South Africa is weighed down by a mind-numbing statistic that 40% of women will be raped in their lifetimes. Quibbles about whether a woman is raped every 26 seconds (civil society estimates), versus police estimates of a rape every 36 seconds, must not detract from a crisis that has reached catastrophic proportions.

The academic and research communities, gender activists, community-based organisations and broader civil society have contributed mammoth amounts of intellectual and practical knowledge and action to addressing violence against women. However, the scourge continues unabated.

Statistics on violence against women make for terrifying reading but remain unreliable, due – in the main – to under-reporting. This, borne out of fear/shame, intimidation and a lack of confidence in the criminal justice system, especially in relation to successful convictions of perpetrators of violence.

How then do millions of women in South Africa enjoy the most basic of constitutional rights to equality, human dignity and freedom? All of which are so profoundly amplified in sections 9, 10, 11 and 12 of the Bill of Rights:

Additionally, the legislative and policy framework in South Africa is abundant in relation to violence against women and children. It ranges from the Domestic Violence Act of 1998, to the Criminal Law Amendment Act 32 of 2007, to the National Framework for the Management of Sexual Offence Matters, as well as the myriad of policies governing conduct of police, courts and multiple government departments.

The presence of an Office on the Status of Women, the Gender Commission, the Human Rights Commission and various gender focal points at local, provincial and national level, broadly constitute government’s architecture for the promotion of women’s rights to equality, safety and security, not forgetting 16 Days of Gender Activism. The costly architecture belies a state that pays lip service to foundational constitutional values as it impacts on just over half the population of the country.

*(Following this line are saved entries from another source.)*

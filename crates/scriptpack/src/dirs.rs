use std::env;
use std::path::{Path, PathBuf};

use etcetera::BaseStrategy;

/// Directory holding `scriptpack.toml` under the user and system config roots.
pub const CONFIG_DIR: &str = "scriptpack";

/// Name of every configuration file: system, user, and project.
pub const CONFIG_FILE: &str = "scriptpack.toml";

/// Where a configuration layer comes from, lowest precedence first.
#[derive(Debug, Clone, Copy, PartialEq, Eq)]
pub enum ConfigLayer {
    System,
    User,
    Project,
}

impl ConfigLayer {
    pub const fn describe(self) -> &'static str {
        match self {
            Self::System => "system config",
            Self::User => "user config",
            Self::Project => "project config",
        }
    }
}

/// The user configuration file, e.g. `~/.config/scriptpack/scriptpack.toml` on Linux and
/// `%APPDATA%\scriptpack\scriptpack.toml` on Windows.
pub fn user_config_file() -> Option<PathBuf> {
    let strategy = etcetera::choose_base_strategy().ok()?;
    Some(strategy.config_dir().join(CONFIG_DIR).join(CONFIG_FILE))
}

/// `scriptpack.toml` at the root of the project being bundled.
pub fn project_config_file(root: &Path) -> PathBuf {
    root.join(CONFIG_FILE)
}

/// First existing `<dir>/scriptpack/scriptpack.toml` among the colon-separated `dirs`,
/// defaulting to `/etc/xdg` when unset or empty.
#[cfg(not(windows))]
fn find_in_xdg_dirs(dirs: Option<&str>) -> Option<PathBuf> {
    dirs.filter(|value| !value.is_empty())
        .unwrap_or("/etc/xdg")
        .split(':')
        .take_while(|dir| !dir.is_empty())
        .map(|dir| Path::new(dir).join(CONFIG_DIR).join(CONFIG_FILE))
        .find(|candidate| candidate.is_file())
}

#[cfg(windows)]
fn find_in_program_data(system_drive: &Path) -> Option<PathBuf> {
    let candidate = system_drive
        .join("ProgramData")
        .join(CONFIG_DIR)
        .join(CONFIG_FILE);
    candidate.is_file().then_some(candidate)
}

/// The system configuration file.
///
/// On Unix-like systems, searches `XDG_CONFIG_DIRS` and then `/etc/scriptpack/scriptpack.toml`.
/// On Windows, uses `%SYSTEMDRIVE%\ProgramData\scriptpack\scriptpack.toml`.
pub fn system_config_file() -> Option<PathBuf> {
    #[cfg(windows)]
    {
        let drive = env::var_os("SYSTEMDRIVE")?;
        find_in_program_data(Path::new(&drive))
    }

    #[cfg(not(windows))]
    {
        let xdg_config_dirs = env::var("XDG_CONFIG_DIRS").ok();
        find_in_xdg_dirs(xdg_config_dirs.as_deref()).or_else(|| {
            let candidate = Path::new("/etc").join(CONFIG_DIR).join(CONFIG_FILE);
            match candidate.try_exists() {
                Ok(exists) => exists.then_some(candidate),
                Err(err) => {
                    log::warn!("Failed to query system configuration file: {err}");
                    None
                }
            }
        })
    }
}

/// Candidate configuration files for `root`, lowest precedence first. Candidates may not exist.
pub fn config_layers(root: &Path) -> Vec<(ConfigLayer, PathBuf)> {
    let mut layers = Vec::with_capacity(3);
    if let Some(path) = system_config_file() {
        layers.push((ConfigLayer::System, path));
    }
    if let Some(path) = user_config_file() {
        layers.push((ConfigLayer::User, path));
    }
    layers.push((ConfigLayer::Project, project_config_file(root)));
    layers
}
//! Expansion of configured bundle targets into ordered source file lists.
//!
//! Resolution is pure: it never touches the filesystem, so configuration mistakes surface
//! before any source file is read or any artifact is written.

use indexmap::{IndexMap, IndexSet};
use serde::{Deserialize, Serialize};
use std::path::PathBuf;

use crate::config::TargetConfig;
use crate::error::ConfigurationError;

/// Named, ordered lists of source paths shared between targets.
pub type FragmentLibrary = IndexMap<String, Vec<PathBuf>>;

/// An output form a target can be emitted in.
#[derive(Debug, Clone, Copy, PartialEq, Eq, Hash, Serialize, Deserialize)]
#[serde(rename_all = "kebab-case")]
pub enum Variant {
    /// Concatenated source, optionally pretty-printed.
    Readable,
    /// Concatenated source passed through the minifier.
    Minified,
    /// Source rewritten to assignment-form exports for the second runtime.
    RuntimeConverted,
}

impl Variant {
    pub const ALL: [Self; 3] = [Self::Readable, Self::Minified, Self::RuntimeConverted];

    pub fn all() -> Vec<Self> {
        Self::ALL.to_vec()
    }

    /// Flag name used by `//#if <flag>` regions.
    pub const fn flag(self) -> &'static str {
        match self {
            Self::Readable => "readable",
            Self::Minified => "minified",
            Self::RuntimeConverted => "runtime",
        }
    }
}

#[derive(Debug, Clone, PartialEq, Eq)]
pub struct BundleTarget {
    pub name: String,
    /// Artifact identifier used to derive output file names.
    pub output: String,
    /// Source files in bundle order. Never empty; may contain duplicates.
    pub files: Vec<PathBuf>,
    pub variants: IndexSet<Variant>,
    pub strip_imports: bool,
}

impl BundleTarget {
    pub fn wants(&self, variant: Variant) -> bool {
        self.variants.contains(&variant)
    }
}

#[derive(Debug, Clone, Copy)]
pub struct ManifestResolver<'a> {
    fragments: &'a FragmentLibrary,
    strip_imports: bool,
}

impl<'a> ManifestResolver<'a> {
    /// `strip_imports` is the default for targets that do not set it themselves.
    pub const fn new(fragments: &'a FragmentLibrary, strip_imports: bool) -> Self {
        Self {
            fragments,
            strip_imports,
        }
    }

    /// Concatenate the target's fragments in the order the target declares them.
    pub fn resolve(&self, target: &TargetConfig) -> Result<BundleTarget, ConfigurationError> {
        let mut files = Vec::new();
        for fragment in &target.fragments {
            let paths =
                self.fragments
                    .get(fragment)
                    .ok_or_else(|| ConfigurationError::UnknownFragment {
                        target: target.name.clone(),
                        fragment: fragment.clone(),
                    })?;
            files.extend(paths.iter().cloned());
        }

        if files.is_empty() {
            return Err(ConfigurationError::EmptyTarget {
                target: target.name.clone(),
            });
        }

        Ok(BundleTarget {
            name: target.name.clone(),
            output: target.output.clone().unwrap_or_else(|| target.name.clone()),
            files,
            variants: target.variants.iter().copied().collect(),
            strip_imports: target.strip_imports.unwrap_or(self.strip_imports),
        })
    }

    /// Resolve every target in declaration order, rejecting duplicate names.
    pub fn resolve_all(
        &self,
        targets: &[TargetConfig],
    ) -> Result<Vec<BundleTarget>, ConfigurationError> {
        let mut seen = IndexSet::new();
        targets
            .iter()
            .map(|target| {
                if !seen.insert(target.name.as_str()) {
                    return Err(ConfigurationError::DuplicateTarget {
                        target: target.name.clone(),
                    });
                }
                self.resolve(target)
            })
            .collect()
    }
}

/// Keep only the targets named in `names`, in configuration order. An empty filter keeps all.
pub fn select_targets(
    targets: Vec<BundleTarget>,
    names: &[String],
) -> Result<Vec<BundleTarget>, ConfigurationError> {
    if names.is_empty() {
        return Ok(targets);
    }
    if let Some(unknown) = names
        .iter()
        .find(|name| !targets.iter().any(|target| &target.name == *name))
    {
        return Err(ConfigurationError::UnknownTarget {
            target: unknown.clone(),
        });
    }
    Ok(targets
        .into_iter()
        .filter(|target| names.contains(&target.name))
        .collect())
}
use anyhow::Context;
use clap::{Parser, ValueEnum};
use env_logger::Env;
use log::{debug, info, warn};
use std::path::PathBuf;

use scriptpack::config::Config;
use scriptpack::emit::ToolchainEmitter;
use scriptpack::orchestrator::{BuildOptions, BundleOrchestrator};
use scriptpack::version::BumpScope;

#[derive(Parser)]
#[command(author, version, about, long_about = None)]
struct Cli {
    /// Project root; relative paths in the configuration are resolved against it
    #[arg(short, long, default_value = ".")]
    root: PathBuf,

    /// Configuration file path
    #[arg(short, long)]
    config: Option<PathBuf>,

    /// Build only this target (can be repeated)
    #[arg(short, long = "target", value_name = "NAME")]
    targets: Vec<String>,

    /// Do not produce minified artifacts
    #[arg(long)]
    no_minify: bool,

    /// Write readable artifacts without running the prettifier
    #[arg(long)]
    no_prettify: bool,

    /// Increment the project version before building
    #[arg(long)]
    bump: bool,

    /// Version component to increment with --bump
    #[arg(long, value_enum, default_value_t = Scope::Patch)]
    scope: Scope,

    /// Increase verbosity (can be repeated: -v, -vv, -vvv)
    #[arg(short, long, action = clap::ArgAction::Count)]
    verbose: u8,
}

#[derive(Debug, Clone, Copy, PartialEq, Eq, ValueEnum)]
enum Scope {
    Patch,
    Minor,
    Major,
}

impl From<Scope> for BumpScope {
    fn from(value: Scope) -> Self {
        match value {
            Scope::Patch => BumpScope::Patch,
            Scope::Minor => BumpScope::Minor,
            Scope::Major => BumpScope::Major,
        }
    }
}

fn main() -> anyhow::Result<()> {
    let cli = Cli::parse();

    // Initialize logging based on verbosity level
    let log_level = match cli.verbose {
        0 => "warn",  // Default: warnings and errors only
        1 => "info",  // -v: informational messages
        2 => "debug", // -vv: debug messages
        _ => "trace", // -vvv or more: trace messages
    };
    env_logger::Builder::from_env(Env::default().default_filter_or(log_level)).init();

    debug!(
        "Verbosity level: {} (log level: {})",
        cli.verbose, log_level
    );
    info!("Starting scriptpack in {:?}", cli.root);

    let config = Config::load(&cli.root, cli.config.as_deref())?;
    debug!("Configuration: {:?}", config);

    let options = BuildOptions {
        skip_minify: cli.no_minify,
        skip_prettify: cli.no_prettify,
        targets: cli.targets,
    };
    let store = config.version_store(&cli.root);
    let emitter = ToolchainEmitter::from_config(&config);
    let orchestrator = BundleOrchestrator::new(config, &cli.root);

    // Target selection must be valid before the version files are touched
    orchestrator.plan(&options)?;

    let mut warnings = Vec::new();

    if cli.bump {
        let (previous, next, propagation) = store
            .bump(cli.scope.into())
            .context("Failed to bump the project version")?;
        info!(
            "Version {} -> {}: {} file(s) updated",
            previous,
            next,
            propagation.updated.len()
        );
        warnings.extend(propagation.errors.iter().map(ToString::to_string));
        warnings.extend(
            propagation
                .unmatched
                .iter()
                .map(|path| format!("no version string found in {:?}", path)),
        );
        println!("{next}");
    }

    let report = orchestrator.build(&emitter, &options)?;

    for artifact in &report.artifacts {
        info!("Artifact: {:?}", artifact);
    }
    warnings.extend(report.warnings.iter().map(|warning| warning.to_string()));

    if !warnings.is_empty() {
        warn!("Finished with {} warning(s):", warnings.len());
        for warning in &warnings {
            warn!("  {warning}");
        }
    }

    Ok(())
}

Statistics and attitudinal surveys abound about crimes against women and children. A Google search on current and past research into its causes, impacts, and economic and social costs, lists tens of thousands of studies. Yet, crimes against women and children are stubbornly high.

Cue to Minister of Arts and Culture, Mr Nathi Mthethwa, during his parliamentary speech on 23 May 2017. He summed up the current wave of violence against women and children as follows, …the violence has a long history. Our country was taken by force and it was ruled by force for more than 350 years. Violence is part of the South African DNA and this needs to be combated”. This statement neatly captures not only the fatalism of a serving minister in the Zuma Cabinet but displaces responsibility to history and biochemistry. The transmission of genetic information in relation to violence against women, on the scale witnessed in South Africa, cannot and must not explain away the current crisis affecting women and children.

Addressing the issue of violence against women in South Africa requires more than a facile reference to violence undergirding the DNA of the country. It requires the political will to prevent violence against women in schools, homes, workplaces and public spaces. It requires a criminal justice system that arrests perpetrators and a judicial system that can, with predictability, prosecute those found guilty. Snatching away the potential of millions of women and children should be top of the agenda. Alas, the leadership of the country is otherwise preoccupied.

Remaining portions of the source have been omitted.